Identification of cancer driver mutations that confer a proliferative advantage is central to understanding cancer; however, searches have often been limited to protein-coding sequences and specific non-coding elements (for example, promoters) because of the challenge of modeling the highly variable somatic mutation rates observed across tumor genomes. Here we present Dig, a method to search for driver elements and mutations anywhere in the genome. We use deep neural networks to map cancer-specific mutation rates genome-wide at kilobase-scale resolution. These estimates are then refined to search for evidence of driver mutations under positive selection throughout the genome by comparing observed to expected mutation counts. We mapped mutation rates for 37 cancer types and applied these maps to identify putative drivers within intronic cryptic splice regions, 5′ untranslated regions and infrequently mutated genes. Our high-resolution mutation rate maps, available for web-based exploration, are a resource to enable driver discovery genome-wide.

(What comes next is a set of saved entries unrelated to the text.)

//! HTTP transports shared by source and sink endpoints.
//!
//! A [`Transport`] is a `reqwest::Client` configured for a route's TLS
//! settings plus an ordered chain of [`RequestDecorator`]s that attach the
//! route's credentials to every outgoing request.

pub mod auth;
pub mod tls;

pub use auth::{
    BasicAuthDecorator, BearerTokenDecorator, BearerTokenFileDecorator, RequestDecorator,
};

use crate::domain::Route;
use reqwest::{Client, ClientBuilder, Request, Response};
use std::fmt;
use std::path::{Path, PathBuf};
use std::sync::Arc;
use std::time::Duration;
use thiserror::Error;
use tracing::{debug, warn};

/// Upper bound on how much of an error response body ends up in an error.
pub const MAX_ERROR_BODY: usize = 1024;

#[derive(Error, Debug)]
pub enum TransportError {
    #[error("failed to read {kind} file {}: {source}", .path.display())]
    ReadFile {
        kind: &'static str,
        path: PathBuf,
        #[source]
        source: std::io::Error,
    },
    #[error("invalid client certificate and key pair: {0}")]
    InvalidKeyPair(#[source] reqwest::Error),
    #[error("CA bundle {} is empty", .0.display())]
    EmptyCaBundle(PathBuf),
    #[error("CA bundle {} contains no certificates", .0.display())]
    NoCertificates(PathBuf),
    #[error("invalid CA bundle {}: {source}", .path.display())]
    InvalidCaBundle {
        path: PathBuf,
        #[source]
        source: reqwest::Error,
    },
    #[error("failed to build HTTP client: {0}")]
    ClientBuild(#[source] reqwest::Error),
    #[error("credentials cannot be used as an Authorization header: {0}")]
    InvalidCredentials(#[from] reqwest::header::InvalidHeaderValue),
    #[error("request failed: {0}")]
    Request(#[from] reqwest::Error),
}

/// Connection settings applied to every client the factory builds.
#[derive(Debug, Clone, PartialEq, Eq)]
pub struct TransportConfig {
    pub connect_timeout: Duration,
    pub pool_idle_timeout: Duration,
    pub pool_max_idle_per_host: usize,
    pub user_agent: String,
}

impl Default for TransportConfig {
    fn default() -> Self {
        Self {
            connect_timeout: Duration::from_secs(10),
            pool_idle_timeout: Duration::from_secs(60),
            pool_max_idle_per_host: 20,
            user_agent: crate::user_agent(),
        }
    }
}

/// A TLS-configured client and the credential decorators of one route.
#[derive(Clone)]
pub struct Transport {
    client: Client,
    decorators: Vec<Arc<dyn RequestDecorator>>,
}

impl Transport {
    pub fn new(client: Client, decorators: Vec<Arc<dyn RequestDecorator>>) -> Self {
        Self { client, decorators }
    }

    /// Runs the request through every decorator, first to last.
    pub fn decorate(&self, request: Request) -> Result<Request, TransportError> {
        self.decorators
            .iter()
            .try_fold(request, |request, decorator| decorator.decorate(request))
    }

    pub async fn execute(&self, request: Request) -> Result<Response, TransportError> {
        let request = self.decorate(request)?;
        Ok(self.client.execute(request).await?)
    }

    pub fn client(&self) -> &Client {
        &self.client
    }

    pub fn decorator_names(&self) -> Vec<&'static str> {
        self.decorators.iter().map(|decorator| decorator.name()).collect()
    }
}

impl fmt::Debug for Transport {
    fn fmt(&self, f: &mut fmt::Formatter<'_>) -> fmt::Result {
        f.debug_struct("Transport")
            .field("decorators", &self.decorator_names())
            .finish_non_exhaustive()
    }
}

/// Builds one [`Transport`] per route.
#[derive(Debug, Clone, Default)]
pub struct TransportFactory {
    config: TransportConfig,
}

impl TransportFactory {
    pub fn new(config: TransportConfig) -> Self {
        Self { config }
    }

    pub fn config(&self) -> &TransportConfig {
        &self.config
    }

    /// Builds the client and decorator chain for `route`.
    ///
    /// TLS material is loaded here, so unreadable or invalid certificate
    /// files fail construction. Credential files are read per request.
    pub fn build(&self, route: &Route) -> Result<Transport, TransportError> {
        let mut builder: ClientBuilder = Client::builder()
            .use_rustls_tls()
            .connect_timeout(self.config.connect_timeout)
            .pool_idle_timeout(self.config.pool_idle_timeout)
            .pool_max_idle_per_host(self.config.pool_max_idle_per_host)
            .user_agent(&self.config.user_agent);

        if let Some(tls_config) = &route.tls_config {
            if tls_config.server_name.is_some() {
                warn!(
                    route = %route.name,
                    "tlsConfig.serverName is not supported and will be ignored"
                );
            }
            builder = tls::configure(builder, tls_config)?;
        }

        let client = builder.build().map_err(TransportError::ClientBuild)?;

        if route.basic_auth.is_some() && route.has_bearer() {
            warn!(
                route = %route.name,
                "both basic auth and a bearer token are configured, basic auth takes precedence"
            );
        }

        let transport = Transport::new(client, auth::chain_for(route));
        debug!(
            route = %route.name,
            decorators = ?transport.decorator_names(),
            "Built transport"
        );
        Ok(transport)
    }
}

pub(crate) fn read_file(kind: &'static str, path: &Path) -> Result<Vec<u8>, TransportError> {
    std::fs::read(path).map_err(|source| TransportError::ReadFile {
        kind,
        path: path.to_path_buf(),
        source,
    })
}

/// Reads a credential file, dropping surrounding whitespace.
pub(crate) fn read_trimmed(kind: &'static str, path: &Path) -> Result<String, TransportError> {
    let raw = read_file(kind, path)?;
    Ok(String::from_utf8_lossy(&raw).trim().to_string())
}

/// Consumes an unsuccessful response, keeping at most [`MAX_ERROR_BODY`] bytes.
pub(crate) async fn read_error_body(response: Response) -> String {
    match response.bytes().await {
        Ok(body) => truncate_body(&String::from_utf8_lossy(&body)),
        Err(err) => format!("<failed to read body: {err}>"),
    }
}

fn truncate_body(body: &str) -> String {
    let body = body.trim_end();
    if body.len() <= MAX_ERROR_BODY {
        return body.to_string();
    }
    let mut end = MAX_ERROR_BODY;
    while !body.is_char_boundary(end) {
        end -= 1;
    }
    format!("{}...", &body[..end])
}
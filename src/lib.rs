#![deny(warnings, rust_2024_compatibility)]
// Specific pedantic lints enforced (not blanket allow):
#![deny(
    clippy::explicit_iter_loop,
    clippy::manual_let_else,
    clippy::semicolon_if_nothing_returned,
    clippy::inconsistent_struct_constructor
)]
// Noisy pedantic lints suppressed with justification:
#![allow(
    clippy::cast_possible_truncation, // Sample counts arrive as f64 on the text format
    clippy::cast_sign_loss,           // Same: counts are non-negative by contract
    clippy::missing_errors_doc,       // Internal API
    clippy::missing_panics_doc,       // Internal API
    clippy::module_name_repetitions,  // e.g. SinkError in sink module
    clippy::must_use_candidate,       // Annotated selectively on critical APIs
    clippy::doc_markdown              // Internal API
)]

pub mod app;
pub mod domain;
pub mod exposition;
pub mod sink;
pub mod source;
pub mod transfer;
pub mod transport;

// Re-export main types for easy access
pub use app::{App, Config};
pub use transfer::{Transfer, TransferConfig};

// Version information
pub const VERSION: &str = env!("CARGO_PKG_VERSION");

/// User agent sent with every scrape, push and delete request.
pub fn user_agent() -> String {
    format!("exporter-gateway/{VERSION}")
}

鉴定赋予增殖优势的癌症驱动突变对于理解癌症至关重要；然而，由于对在肿瘤基因组中观察到的高度可变的体细胞突变率进行建模存在挑战，因此搜索通常仅限于蛋白质编码序列和特定的非编码元件（例如，启动子）。在这里，我们介绍 Dig，这是一种在基因组中的任何位置搜索驱动元素和突变的方法。我们使用深度神经网络以千碱基级分辨率在全基因组范围内绘制癌症特异性突变率。然后通过将观察到的突变计数与预期突变计数进行比较，对这些估计进行细化，以在整个基因组中寻找正选择下驱动突变的证据。我们绘制了 37 种癌症类型的突变率图，并应用这些图谱来识别内含子隐蔽剪接区、5' 非翻译区和不常突变基因中的推定驱动因素。我们的高分辨率突变率图可用于基于网络的探索，是实现全基因组驱动程序发现的资源。